[EXERCISE PROMPT]:
From the entries, copy out every line in which the word "rows" is found.

┌─ LISTED RECORDS

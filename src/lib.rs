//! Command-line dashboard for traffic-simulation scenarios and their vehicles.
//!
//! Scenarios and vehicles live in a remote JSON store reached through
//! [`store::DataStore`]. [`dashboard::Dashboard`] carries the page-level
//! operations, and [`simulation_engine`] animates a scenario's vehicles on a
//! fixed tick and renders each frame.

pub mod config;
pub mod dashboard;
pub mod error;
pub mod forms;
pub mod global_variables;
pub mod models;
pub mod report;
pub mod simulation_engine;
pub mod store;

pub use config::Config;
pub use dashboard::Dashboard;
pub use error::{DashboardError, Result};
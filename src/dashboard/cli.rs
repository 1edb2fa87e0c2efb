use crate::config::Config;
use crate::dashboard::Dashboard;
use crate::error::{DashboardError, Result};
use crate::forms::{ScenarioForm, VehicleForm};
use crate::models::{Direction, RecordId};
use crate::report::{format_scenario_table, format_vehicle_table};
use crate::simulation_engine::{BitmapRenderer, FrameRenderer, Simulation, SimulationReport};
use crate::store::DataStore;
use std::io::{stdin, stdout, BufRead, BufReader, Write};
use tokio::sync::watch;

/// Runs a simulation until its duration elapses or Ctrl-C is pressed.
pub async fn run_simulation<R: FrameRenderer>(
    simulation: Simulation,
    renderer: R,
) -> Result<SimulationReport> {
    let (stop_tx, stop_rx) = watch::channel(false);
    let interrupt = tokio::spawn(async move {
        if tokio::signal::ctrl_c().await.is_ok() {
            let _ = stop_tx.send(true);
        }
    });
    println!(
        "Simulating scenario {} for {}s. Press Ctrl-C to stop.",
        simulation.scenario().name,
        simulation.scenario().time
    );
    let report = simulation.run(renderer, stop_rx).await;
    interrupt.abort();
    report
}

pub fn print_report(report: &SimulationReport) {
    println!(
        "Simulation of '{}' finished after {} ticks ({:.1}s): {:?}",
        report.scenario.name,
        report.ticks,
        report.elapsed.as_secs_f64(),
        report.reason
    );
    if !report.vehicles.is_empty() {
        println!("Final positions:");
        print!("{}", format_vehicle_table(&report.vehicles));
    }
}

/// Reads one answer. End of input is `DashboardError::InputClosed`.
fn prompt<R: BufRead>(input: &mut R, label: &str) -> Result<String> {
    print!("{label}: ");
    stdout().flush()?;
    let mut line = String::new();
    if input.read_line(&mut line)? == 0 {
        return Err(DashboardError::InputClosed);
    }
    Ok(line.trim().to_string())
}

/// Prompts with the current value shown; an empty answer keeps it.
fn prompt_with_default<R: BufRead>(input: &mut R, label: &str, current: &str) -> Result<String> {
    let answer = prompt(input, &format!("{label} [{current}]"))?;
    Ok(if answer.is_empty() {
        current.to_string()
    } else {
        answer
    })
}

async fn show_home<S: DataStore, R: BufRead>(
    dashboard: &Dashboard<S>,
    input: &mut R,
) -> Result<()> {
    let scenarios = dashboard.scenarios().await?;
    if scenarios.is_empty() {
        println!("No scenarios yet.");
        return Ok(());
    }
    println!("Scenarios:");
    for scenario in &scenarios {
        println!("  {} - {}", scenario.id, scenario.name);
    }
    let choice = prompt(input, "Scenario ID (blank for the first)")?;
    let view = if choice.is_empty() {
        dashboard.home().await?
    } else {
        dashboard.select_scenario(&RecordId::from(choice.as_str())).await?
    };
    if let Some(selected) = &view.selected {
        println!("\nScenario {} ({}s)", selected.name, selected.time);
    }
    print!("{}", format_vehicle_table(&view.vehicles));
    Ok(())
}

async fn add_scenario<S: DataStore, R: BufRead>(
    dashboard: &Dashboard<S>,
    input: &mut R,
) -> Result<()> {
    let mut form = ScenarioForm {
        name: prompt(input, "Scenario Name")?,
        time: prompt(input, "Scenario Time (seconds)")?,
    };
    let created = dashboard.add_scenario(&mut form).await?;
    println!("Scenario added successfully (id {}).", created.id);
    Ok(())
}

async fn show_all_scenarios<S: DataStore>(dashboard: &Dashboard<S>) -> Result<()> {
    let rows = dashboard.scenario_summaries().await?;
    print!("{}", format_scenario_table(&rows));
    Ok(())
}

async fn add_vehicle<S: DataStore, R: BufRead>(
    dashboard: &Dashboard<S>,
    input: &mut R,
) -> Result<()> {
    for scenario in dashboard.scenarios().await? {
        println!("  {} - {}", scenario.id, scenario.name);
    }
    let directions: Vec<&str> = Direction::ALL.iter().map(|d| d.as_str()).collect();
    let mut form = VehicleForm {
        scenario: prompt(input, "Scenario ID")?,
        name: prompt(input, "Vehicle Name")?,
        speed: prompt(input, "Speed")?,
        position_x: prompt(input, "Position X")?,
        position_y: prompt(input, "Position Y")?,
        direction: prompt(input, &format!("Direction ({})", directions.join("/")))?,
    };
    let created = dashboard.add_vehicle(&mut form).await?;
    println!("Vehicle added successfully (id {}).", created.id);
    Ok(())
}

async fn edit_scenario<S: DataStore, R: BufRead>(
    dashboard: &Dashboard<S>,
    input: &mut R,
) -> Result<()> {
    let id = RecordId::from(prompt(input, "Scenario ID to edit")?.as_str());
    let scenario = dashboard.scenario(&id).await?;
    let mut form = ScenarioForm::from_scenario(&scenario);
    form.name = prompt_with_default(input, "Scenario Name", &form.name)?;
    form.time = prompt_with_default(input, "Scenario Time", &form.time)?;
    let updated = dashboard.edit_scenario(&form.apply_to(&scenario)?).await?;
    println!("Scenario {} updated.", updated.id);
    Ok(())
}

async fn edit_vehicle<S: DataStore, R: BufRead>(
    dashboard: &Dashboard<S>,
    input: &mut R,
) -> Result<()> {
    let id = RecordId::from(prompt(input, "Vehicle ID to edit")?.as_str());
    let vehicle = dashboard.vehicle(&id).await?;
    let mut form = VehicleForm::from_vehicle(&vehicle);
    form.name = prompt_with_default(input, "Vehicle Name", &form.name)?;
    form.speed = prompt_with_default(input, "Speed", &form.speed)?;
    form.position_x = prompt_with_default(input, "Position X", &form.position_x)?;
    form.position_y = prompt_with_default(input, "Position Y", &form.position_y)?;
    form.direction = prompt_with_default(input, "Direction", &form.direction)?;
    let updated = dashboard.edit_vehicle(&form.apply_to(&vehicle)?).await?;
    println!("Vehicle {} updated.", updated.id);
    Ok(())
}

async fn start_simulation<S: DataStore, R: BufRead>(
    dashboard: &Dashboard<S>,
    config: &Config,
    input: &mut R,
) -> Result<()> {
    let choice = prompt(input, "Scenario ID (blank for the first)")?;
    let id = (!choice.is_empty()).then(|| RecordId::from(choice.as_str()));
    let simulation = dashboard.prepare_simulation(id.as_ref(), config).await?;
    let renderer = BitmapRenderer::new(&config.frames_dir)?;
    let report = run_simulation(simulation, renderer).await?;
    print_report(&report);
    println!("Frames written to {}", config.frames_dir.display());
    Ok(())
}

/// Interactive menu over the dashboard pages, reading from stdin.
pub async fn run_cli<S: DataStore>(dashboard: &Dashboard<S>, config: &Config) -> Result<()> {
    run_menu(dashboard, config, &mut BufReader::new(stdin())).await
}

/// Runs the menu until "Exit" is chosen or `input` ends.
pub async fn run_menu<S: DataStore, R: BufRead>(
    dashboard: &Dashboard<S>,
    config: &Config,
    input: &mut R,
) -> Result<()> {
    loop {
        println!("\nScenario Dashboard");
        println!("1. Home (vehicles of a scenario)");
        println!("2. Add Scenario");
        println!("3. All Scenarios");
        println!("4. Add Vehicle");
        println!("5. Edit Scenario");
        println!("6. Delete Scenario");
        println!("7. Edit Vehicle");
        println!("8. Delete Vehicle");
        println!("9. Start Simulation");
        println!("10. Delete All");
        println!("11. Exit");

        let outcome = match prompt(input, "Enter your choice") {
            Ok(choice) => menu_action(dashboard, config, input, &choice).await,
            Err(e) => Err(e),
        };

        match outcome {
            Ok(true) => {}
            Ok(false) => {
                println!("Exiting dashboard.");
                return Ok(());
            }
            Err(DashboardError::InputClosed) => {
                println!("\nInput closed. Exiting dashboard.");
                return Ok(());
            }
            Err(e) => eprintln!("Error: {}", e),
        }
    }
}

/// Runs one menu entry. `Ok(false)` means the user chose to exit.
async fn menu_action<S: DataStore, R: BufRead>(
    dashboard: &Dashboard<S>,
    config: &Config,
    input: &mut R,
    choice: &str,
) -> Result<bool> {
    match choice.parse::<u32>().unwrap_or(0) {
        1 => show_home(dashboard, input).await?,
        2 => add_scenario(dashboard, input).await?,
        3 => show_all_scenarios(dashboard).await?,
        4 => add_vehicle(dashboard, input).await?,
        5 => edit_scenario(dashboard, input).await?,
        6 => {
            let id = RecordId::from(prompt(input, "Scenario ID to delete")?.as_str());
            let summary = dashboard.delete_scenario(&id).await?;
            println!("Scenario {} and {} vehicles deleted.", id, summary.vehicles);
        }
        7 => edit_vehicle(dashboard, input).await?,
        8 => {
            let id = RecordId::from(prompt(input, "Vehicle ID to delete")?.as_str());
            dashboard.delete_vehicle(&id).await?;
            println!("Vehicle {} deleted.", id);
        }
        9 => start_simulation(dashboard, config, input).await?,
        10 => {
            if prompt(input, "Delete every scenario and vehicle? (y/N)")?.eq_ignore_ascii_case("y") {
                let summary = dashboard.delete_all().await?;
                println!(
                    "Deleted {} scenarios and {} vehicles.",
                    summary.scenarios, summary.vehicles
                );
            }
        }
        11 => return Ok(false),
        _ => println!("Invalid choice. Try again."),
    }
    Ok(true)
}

└─

[ANSWER BELOW]:
    let rows = dashboard.scenario_summaries().await?;
    print!("{}", format_scenario_table(&rows));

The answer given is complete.